(Data excerpts)
------------------------------------------------
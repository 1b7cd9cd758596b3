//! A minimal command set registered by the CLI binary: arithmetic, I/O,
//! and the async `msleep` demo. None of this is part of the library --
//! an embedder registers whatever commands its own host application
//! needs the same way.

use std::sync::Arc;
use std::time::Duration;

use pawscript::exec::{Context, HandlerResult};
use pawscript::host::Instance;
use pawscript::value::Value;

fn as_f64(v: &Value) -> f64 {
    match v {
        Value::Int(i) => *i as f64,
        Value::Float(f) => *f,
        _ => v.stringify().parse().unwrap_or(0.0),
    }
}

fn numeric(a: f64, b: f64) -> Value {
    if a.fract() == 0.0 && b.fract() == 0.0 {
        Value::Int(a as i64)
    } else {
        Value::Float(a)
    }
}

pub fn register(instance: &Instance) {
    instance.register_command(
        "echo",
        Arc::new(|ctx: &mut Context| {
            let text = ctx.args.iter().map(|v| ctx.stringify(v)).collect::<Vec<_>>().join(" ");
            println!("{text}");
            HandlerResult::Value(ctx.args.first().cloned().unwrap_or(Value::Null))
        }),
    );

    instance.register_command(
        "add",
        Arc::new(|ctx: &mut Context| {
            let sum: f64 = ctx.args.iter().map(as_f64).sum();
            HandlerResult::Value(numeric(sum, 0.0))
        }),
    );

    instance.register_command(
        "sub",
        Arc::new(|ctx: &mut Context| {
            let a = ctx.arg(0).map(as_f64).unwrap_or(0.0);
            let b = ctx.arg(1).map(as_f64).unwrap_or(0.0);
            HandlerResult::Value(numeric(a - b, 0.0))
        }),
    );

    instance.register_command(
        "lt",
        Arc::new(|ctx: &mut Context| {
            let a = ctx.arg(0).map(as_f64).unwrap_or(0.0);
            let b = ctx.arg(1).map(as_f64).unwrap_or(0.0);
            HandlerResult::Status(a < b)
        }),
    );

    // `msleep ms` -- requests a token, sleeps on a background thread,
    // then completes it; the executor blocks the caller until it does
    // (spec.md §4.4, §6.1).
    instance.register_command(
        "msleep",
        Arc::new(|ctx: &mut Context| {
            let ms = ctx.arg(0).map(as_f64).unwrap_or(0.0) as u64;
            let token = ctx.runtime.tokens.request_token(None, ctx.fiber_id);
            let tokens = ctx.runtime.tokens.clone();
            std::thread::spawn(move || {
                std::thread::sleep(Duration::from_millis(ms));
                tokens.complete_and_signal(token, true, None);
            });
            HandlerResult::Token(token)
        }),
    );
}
------------------------------------------------
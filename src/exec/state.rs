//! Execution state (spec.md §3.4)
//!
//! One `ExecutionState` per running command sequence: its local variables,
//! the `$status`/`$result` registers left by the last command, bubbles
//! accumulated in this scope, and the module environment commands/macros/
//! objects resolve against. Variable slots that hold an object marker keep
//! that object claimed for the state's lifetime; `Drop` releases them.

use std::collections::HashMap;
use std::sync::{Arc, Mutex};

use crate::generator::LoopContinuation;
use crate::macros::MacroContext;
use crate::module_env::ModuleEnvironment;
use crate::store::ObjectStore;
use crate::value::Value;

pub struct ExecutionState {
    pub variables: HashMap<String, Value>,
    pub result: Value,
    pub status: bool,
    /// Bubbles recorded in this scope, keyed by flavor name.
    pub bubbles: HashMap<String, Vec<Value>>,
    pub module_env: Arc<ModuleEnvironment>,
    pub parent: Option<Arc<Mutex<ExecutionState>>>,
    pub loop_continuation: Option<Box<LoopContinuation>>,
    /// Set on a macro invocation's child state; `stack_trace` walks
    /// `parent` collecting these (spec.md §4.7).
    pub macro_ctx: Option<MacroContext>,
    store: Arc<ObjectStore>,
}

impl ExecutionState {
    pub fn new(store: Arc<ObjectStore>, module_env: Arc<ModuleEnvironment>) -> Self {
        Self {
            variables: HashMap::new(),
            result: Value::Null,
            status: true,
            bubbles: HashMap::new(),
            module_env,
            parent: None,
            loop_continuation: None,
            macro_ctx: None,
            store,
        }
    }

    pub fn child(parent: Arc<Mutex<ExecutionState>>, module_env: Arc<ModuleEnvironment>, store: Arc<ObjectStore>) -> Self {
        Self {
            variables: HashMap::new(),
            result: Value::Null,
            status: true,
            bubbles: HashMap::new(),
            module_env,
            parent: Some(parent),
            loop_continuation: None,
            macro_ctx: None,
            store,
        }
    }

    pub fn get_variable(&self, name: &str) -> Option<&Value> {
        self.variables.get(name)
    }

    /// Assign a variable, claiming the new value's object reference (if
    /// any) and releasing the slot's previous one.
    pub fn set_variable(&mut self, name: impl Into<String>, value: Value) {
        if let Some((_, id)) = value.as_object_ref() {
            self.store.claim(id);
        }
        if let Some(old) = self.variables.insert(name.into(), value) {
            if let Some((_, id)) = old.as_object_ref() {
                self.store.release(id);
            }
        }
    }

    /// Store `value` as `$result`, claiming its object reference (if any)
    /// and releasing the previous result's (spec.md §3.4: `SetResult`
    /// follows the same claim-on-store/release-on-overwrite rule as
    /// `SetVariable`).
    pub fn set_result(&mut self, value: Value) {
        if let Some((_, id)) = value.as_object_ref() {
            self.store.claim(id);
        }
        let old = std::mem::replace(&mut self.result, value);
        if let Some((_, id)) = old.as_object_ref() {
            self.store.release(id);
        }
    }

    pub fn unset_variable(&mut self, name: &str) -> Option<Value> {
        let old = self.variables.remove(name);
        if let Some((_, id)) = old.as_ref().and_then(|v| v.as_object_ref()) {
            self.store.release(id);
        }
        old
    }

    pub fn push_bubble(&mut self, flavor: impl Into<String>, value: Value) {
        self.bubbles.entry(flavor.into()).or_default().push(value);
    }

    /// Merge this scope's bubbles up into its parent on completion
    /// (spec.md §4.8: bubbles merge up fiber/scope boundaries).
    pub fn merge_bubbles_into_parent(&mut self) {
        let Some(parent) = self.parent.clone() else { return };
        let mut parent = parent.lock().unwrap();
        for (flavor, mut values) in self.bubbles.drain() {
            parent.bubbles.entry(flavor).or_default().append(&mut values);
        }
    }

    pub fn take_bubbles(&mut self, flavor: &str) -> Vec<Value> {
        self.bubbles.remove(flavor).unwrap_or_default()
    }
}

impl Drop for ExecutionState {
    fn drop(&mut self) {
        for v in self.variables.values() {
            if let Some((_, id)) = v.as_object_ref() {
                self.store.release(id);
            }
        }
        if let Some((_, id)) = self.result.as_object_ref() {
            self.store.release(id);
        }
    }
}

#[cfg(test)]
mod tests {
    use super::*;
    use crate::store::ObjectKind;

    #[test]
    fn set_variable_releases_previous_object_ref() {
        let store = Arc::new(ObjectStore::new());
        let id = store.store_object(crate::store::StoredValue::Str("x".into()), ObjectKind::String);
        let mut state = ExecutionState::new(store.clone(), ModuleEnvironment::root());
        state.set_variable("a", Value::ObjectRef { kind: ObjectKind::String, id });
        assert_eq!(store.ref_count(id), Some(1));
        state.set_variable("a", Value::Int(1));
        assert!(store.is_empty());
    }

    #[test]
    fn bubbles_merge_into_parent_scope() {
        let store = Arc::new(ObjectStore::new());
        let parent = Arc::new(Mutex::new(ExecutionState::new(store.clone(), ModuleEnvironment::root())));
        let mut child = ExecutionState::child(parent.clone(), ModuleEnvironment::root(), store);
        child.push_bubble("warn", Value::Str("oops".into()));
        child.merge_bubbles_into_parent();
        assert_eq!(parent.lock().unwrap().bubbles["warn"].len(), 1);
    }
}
------------------------------------------------
**Task objective**
The lines to return are those with the string "claiming" in them; copy each from the entries above.

**Output**
    /// Assign a variable, claiming the new value's object reference (if
    /// Store `value` as `$result`, claiming its object reference (if any)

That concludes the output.